Vengeance · Histoire

Ces motards pensaient intimider cette veuve, mais son coup de téléphone a tout changé

Ces motards pensaient intimider cette veuve, mais son coup de téléphone a tout changé — Partie 1
Image tirée de la vidéo originale

Une rencontre sous la tempête

La pluie d'automne s'écrasait avec une violence inouïe contre les vitres rétro du petit restaurant de l'autoroute.
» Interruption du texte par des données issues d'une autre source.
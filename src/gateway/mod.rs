//! Remote-first order persistence with a local fallback store.
//!
//! Every remote failure is recovered locally and logged; callers only see
//! which backend answered through [`StoreOutcome`]. The two stores are never
//! reconciled.
//!
//! Local records are handled as raw JSON so one record this build cannot
//! decode never blocks writes or hides the other orders.

pub mod remote;

use serde_json::Value;

use crate::{
    local_store::{LocalStore, ORDERS_KEY},
    models::Order,
};

pub use remote::{HttpStorefrontApi, StorefrontApi};

/// Which backend produced a gateway result.
#[derive(Debug, Clone, PartialEq)]
pub enum StoreOutcome<T> {
    Remote(T),
    LocalFallback(T),
    /// Neither backend kept the change.
    Unsaved(T),
}

impl<T> StoreOutcome<T> {
    pub fn value(&self) -> &T {
        match self {
            StoreOutcome::Remote(value)
            | StoreOutcome::LocalFallback(value)
            | StoreOutcome::Unsaved(value) => value,
        }
    }

    pub fn into_inner(self) -> T {
        match self {
            StoreOutcome::Remote(value)
            | StoreOutcome::LocalFallback(value)
            | StoreOutcome::Unsaved(value) => value,
        }
    }

    pub fn is_fallback(&self) -> bool {
        matches!(self, StoreOutcome::LocalFallback(_))
    }

    pub fn is_saved(&self) -> bool {
        !matches!(self, StoreOutcome::Unsaved(_))
    }
}

#[derive(Debug, Clone)]
pub struct OrderGateway<A> {
    api: A,
    store: LocalStore,
}

impl<A: StorefrontApi> OrderGateway<A> {
    pub fn new(api: A, store: LocalStore) -> Self {
        Self { api, store }
    }

    pub fn store(&self) -> &LocalStore {
        &self.store
    }

    pub async fn save_order(&self, order: &Order) -> StoreOutcome<Order> {
        let err = match self.api.create_order(order).await {
            Ok(saved) => {
                tracing::info!(order_id = saved.id, "order saved to remote store");
                return StoreOutcome::Remote(saved);
            }
            Err(err) => err,
        };

        tracing::warn!(error = %err, order_id = order.id, "remote save failed, keeping order locally");
        let record = match serde_json::to_value(order) {
            Ok(record) => record,
            Err(encode_err) => {
                tracing::error!(error = %encode_err, order_id = order.id, "order could not be encoded");
                return StoreOutcome::Unsaved(order.clone());
            }
        };
        let result = self
            .store
            .update_json(ORDERS_KEY, |records: &mut Vec<Value>| {
                records.push(record);
                true
            })
            .await;
        match result {
            Ok(_) => StoreOutcome::LocalFallback(order.clone()),
            Err(store_err) => {
                tracing::error!(error = %store_err, order_id = order.id, "local order save failed");
                StoreOutcome::Unsaved(order.clone())
            }
        }
    }

    /// Orders newest-first from whichever backend answers.
    pub async fn list_orders(&self) -> StoreOutcome<Vec<Order>> {
        let err = match self.api.list_orders().await {
            Ok(orders) => return StoreOutcome::Remote(orders),
            Err(err) => err,
        };

        tracing::warn!(error = %err, "remote listing failed, reading local orders");
        let records = match self.store.load_json::<Vec<Value>>(ORDERS_KEY).await {
            Ok(records) => records.unwrap_or_default(),
            Err(store_err) => {
                tracing::error!(error = %store_err, "local order listing failed");
                Vec::new()
            }
        };

        let mut orders: Vec<Order> = records
            .into_iter()
            .filter_map(|record| {
                let id = record_id(&record);
                match serde_json::from_value(record) {
                    Ok(order) => Some(order),
                    Err(decode_err) => {
                        tracing::warn!(error = %decode_err, order_id = ?id, "skipping unreadable local order");
                        None
                    }
                }
            })
            .collect();
        // Local records are kept in insertion order.
        orders.sort_by(|a, b| b.id.cmp(&a.id));
        StoreOutcome::LocalFallback(orders)
    }

    /// Deleting an unknown id is not an error on either backend.
    pub async fn delete_order(&self, order_id: i64) -> StoreOutcome<()> {
        let err = match self.api.delete_order(order_id).await {
            Ok(()) => {
                tracing::info!(order_id, "order deleted from remote store");
                return StoreOutcome::Remote(());
            }
            Err(err) => err,
        };

        tracing::warn!(error = %err, order_id, "remote delete failed, deleting locally");
        let result = self
            .store
            .update_json(ORDERS_KEY, |records: &mut Vec<Value>| {
                let before = records.len();
                records.retain(|record| record_id(record) != Some(order_id));
                records.len() != before
            })
            .await;
        match result {
            Ok(_) => StoreOutcome::LocalFallback(()),
            Err(store_err) => {
                tracing::error!(error = %store_err, order_id, "local order delete failed");
                StoreOutcome::Unsaved(())
            }
        }
    }
}

/// The id of a stored record, under either `id` or the older `orderId`.
fn record_id(record: &Value) -> Option<i64> {
    record
        .get("id")
        .or_else(|| record.get("orderId"))
        .and_then(Value::as_i64)
}

#[cfg(test)]
mod tests {
    use std::sync::{
        Arc, Mutex,
        atomic::{AtomicBool, Ordering},
    };

    use async_trait::async_trait;
    use rust_decimal::Decimal;

    use super::*;
    use crate::{
        dto::auth::{LoginRequest, LoginResponse},
        error::RemoteError,
        models::{CartLineItem, Customer, Payment, PaymentMethod, PaymentStatus},
    };

    /// In-process stand-in for the REST service that can be switched offline.
    #[derive(Default)]
    struct FakeApi {
        offline: AtomicBool,
        orders: Mutex<Vec<Order>>,
    }

    impl FakeApi {
        fn offline() -> Arc<Self> {
            let api = Self::default();
            api.offline.store(true, Ordering::SeqCst);
            Arc::new(api)
        }

        fn check(&self) -> Result<(), RemoteError> {
            if self.offline.load(Ordering::SeqCst) {
                return Err(RemoteError::Rejected("offline".into()));
            }
            Ok(())
        }
    }

    #[async_trait]
    impl StorefrontApi for FakeApi {
        async fn login(&self, request: &LoginRequest) -> Result<LoginResponse, RemoteError> {
            self.check()?;
            Ok(LoginResponse::accepted(request.email.clone()))
        }

        async fn create_order(&self, order: &Order) -> Result<Order, RemoteError> {
            self.check()?;
            self.orders.lock().unwrap().push(order.clone());
            Ok(order.clone())
        }

        async fn list_orders(&self) -> Result<Vec<Order>, RemoteError> {
            self.check()?;
            let mut orders = self.orders.lock().unwrap().clone();
            orders.reverse();
            Ok(orders)
        }

        async fn delete_order(&self, order_id: i64) -> Result<(), RemoteError> {
            self.check()?;
            self.orders.lock().unwrap().retain(|o| o.id != order_id);
            Ok(())
        }
    }

    fn order(id: i64) -> Order {
        Order {
            id,
            date: "1/2/2026".into(),
            customer: Customer {
                name: "Linus".into(),
                email: "linus@example.com".into(),
                address: "Helsinki".into(),
            },
            items: vec![CartLineItem {
                id: 4,
                name: "Tablet".into(),
                price: Decimal::new(39999, 2),
                image: String::new(),
                description: "10-inch tablet".into(),
                quantity: 1,
            }],
            total: Decimal::new(39999, 2),
            payment: Payment {
                method: PaymentMethod::CashOnDelivery,
                card_number: None,
                status: PaymentStatus::Completed,
            },
        }
    }

    fn gateway(api: Arc<FakeApi>) -> (OrderGateway<Arc<FakeApi>>, tempfile::TempDir) {
        let dir = tempfile::tempdir().unwrap();
        let store = LocalStore::new(dir.path().join("storage.json"));
        (OrderGateway::new(api, store), dir)
    }

    #[tokio::test]
    async fn failing_remote_saves_and_lists_locally() {
        let (gateway, _dir) = gateway(FakeApi::offline());

        let saved = gateway.save_order(&order(10)).await;
        assert!(saved.is_fallback());

        let listed = gateway.list_orders().await;
        assert!(listed.is_fallback());
        assert_eq!(listed.into_inner(), vec![order(10)]);
    }

    #[tokio::test]
    async fn remote_success_makes_no_local_copy() {
        let api = Arc::new(FakeApi::default());
        let (gateway, _dir) = gateway(api.clone());

        let saved = gateway.save_order(&order(11)).await;
        assert_eq!(saved, StoreOutcome::Remote(order(11)));

        let local: Option<Vec<Order>> = gateway.store().load_json(ORDERS_KEY).await.unwrap();
        assert!(local.is_none());
        assert_eq!(api.orders.lock().unwrap().len(), 1);
    }

    #[tokio::test]
    async fn local_listing_is_newest_first() {
        let (gateway, _dir) = gateway(FakeApi::offline());
        for id in [5, 30, 20] {
            gateway.save_order(&order(id)).await;
        }

        let ids: Vec<i64> = gateway.list_orders().await.into_inner().iter().map(|o| o.id).collect();
        assert_eq!(ids, vec![30, 20, 5]);
    }

    #[tokio::test]
    async fn failing_remote_deletes_locally() {
        let (gateway, _dir) = gateway(FakeApi::offline());
        gateway.save_order(&order(1)).await;
        gateway.save_order(&order(2)).await;

        assert!(gateway.delete_order(1).await.is_fallback());
        assert_eq!(gateway.list_orders().await.into_inner(), vec![order(2)]);
    }

    #[tokio::test]
    async fn local_delete_matches_legacy_order_id_field() {
        let (gateway, _dir) = gateway(FakeApi::offline());
        let legacy = serde_json::json!([{
            "orderId": 77,
            "date": "1/2/2026",
            "customer": { "name": "A", "email": "a@b.c", "address": "X" },
            "items": [],
            "total": 0,
            "payment": { "method": "cod", "cardNumber": null, "status": "Completed" }
        }]);
        gateway
            .store()
            .set_item(ORDERS_KEY, legacy.to_string())
            .await
            .unwrap();

        gateway.delete_order(77).await;
        assert!(gateway.list_orders().await.into_inner().is_empty());
    }

    #[tokio::test]
    async fn deleting_unknown_id_changes_nothing() {
        let api = Arc::new(FakeApi::default());
        let (gateway, _dir) = gateway(api.clone());
        gateway.save_order(&order(3)).await;

        assert_eq!(gateway.delete_order(999).await, StoreOutcome::Remote(()));
        assert_eq!(api.orders.lock().unwrap().len(), 1);

        api.offline.store(true, Ordering::SeqCst);
        assert!(gateway.delete_order(999).await.is_fallback());
        assert!(gateway.store().get_item(ORDERS_KEY).await.unwrap().is_none());
    }

    #[tokio::test]
    async fn delete_racing_list_sees_before_or_after_state() {
        let (gateway, _dir) = gateway(FakeApi::offline());
        gateway.save_order(&order(1)).await;
        gateway.save_order(&order(2)).await;

        let (_, listed) = tokio::join!(gateway.delete_order(1), gateway.list_orders());
        let len = listed.into_inner().len();
        assert!(len == 1 || len == 2);
        assert_eq!(gateway.list_orders().await.into_inner(), vec![order(2)]);
    }

    #[tokio::test]
    async fn undecodable_local_record_does_not_block_new_orders() {
        let (gateway, _dir) = gateway(FakeApi::offline());
        let foreign = serde_json::json!([{
            "id": 1,
            "date": "1/2/2026",
            "customer": { "name": "A", "email": "a@b.c", "address": "X" },
            "items": [],
            "total": 0,
            "payment": { "method": "paypal", "status": "Completed" }
        }]);
        gateway
            .store()
            .set_item(ORDERS_KEY, foreign.to_string())
            .await
            .unwrap();

        let saved = gateway.save_order(&order(2)).await;
        assert_eq!(saved, StoreOutcome::LocalFallback(order(2)));
        assert_eq!(gateway.list_orders().await.into_inner(), vec![order(2)]);

        let raw: Vec<serde_json::Value> = gateway.store().load_json(ORDERS_KEY).await.unwrap().unwrap();
        assert_eq!(raw.len(), 2);

        assert!(gateway.delete_order(1).await.is_fallback());
        let raw: Vec<serde_json::Value> = gateway.store().load_json(ORDERS_KEY).await.unwrap().unwrap();
        assert_eq!(raw.len(), 1);
        assert_eq!(gateway.list_orders().await.into_inner(), vec![order(2)]);
    }

    #[tokio::test]
    async fn failed_local_write_is_reported_unsaved() {
        let (gateway, _dir) = gateway(FakeApi::offline());
        std::fs::write(gateway.store().path(), "{broken").unwrap();

        let saved = gateway.save_order(&order(8)).await;
        assert_eq!(saved, StoreOutcome::Unsaved(order(8)));
        assert!(!saved.is_saved());
        assert!(!gateway.delete_order(8).await.is_saved());
    }

    #[tokio::test]
    async fn unreadable_local_store_degrades_to_empty_list() {
        let (gateway, _dir) = gateway(FakeApi::offline());
        std::fs::write(gateway.store().path(), "{broken").unwrap();

        let listed = gateway.list_orders().await;
        assert!(listed.is_fallback());
        assert!(listed.value().is_empty());
    }
}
À l'intérieur, Marguerite Delage restait assise, d'une droiture presque royale, au milieu des banquettes en vinyle orange délavé. À soixante-cinq ans, cette femme d'une élégance rare, vêtue d'un blazer noir impeccable et arborant un collier de perles blanches qui captait la faible lumière du lieu, détonnait complètement dans ce décor rustique. Elle savourait lentement sa tasse de thé, imperméable à l'agitation du monde extérieur, quand la lourde porte en bois du relais fut projetée contre le mur dans un fracas métallique.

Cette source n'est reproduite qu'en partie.